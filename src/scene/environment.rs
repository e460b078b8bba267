//! Environment maps for the skybox and image-based lighting

use crate::backend::types::TextureHandle;

/// Cubemaps describing the scene's surroundings.
///
/// Every map is optional; a missing irradiance or prefiltered map disables
/// the matching part of image-based lighting.
#[derive(Debug, Clone, Default, PartialEq)]
pub struct Environment {
    /// Shown by the skybox
    pub environment_map: Option<TextureHandle>,
    /// Diffuse irradiance
    pub irradiance_map: Option<TextureHandle>,
    /// Specular radiance, one roughness level per mip
    pub prefiltered_map: Option<TextureHandle>,
    pub prefiltered_mip_levels: u32,
}

impl Environment {
    pub fn new(environment_map: TextureHandle) -> Self {
        Self {
            environment_map: Some(environment_map),
            ..Default::default()
        }
    }

    pub fn with_irradiance(mut self, irradiance_map: TextureHandle) -> Self {
        self.irradiance_map = Some(irradiance_map);
        self
    }

    pub fn with_prefiltered(mut self, prefiltered_map: TextureHandle, mip_levels: u32) -> Self {
        self.prefiltered_map = Some(prefiltered_map);
        self.prefiltered_mip_levels = mip_levels;
        self
    }
}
- - - - - - -
* _What to work on_
Tally the lines in the data that contain the string "TextureHandle". Report only the total.

* _Finished exercise_
7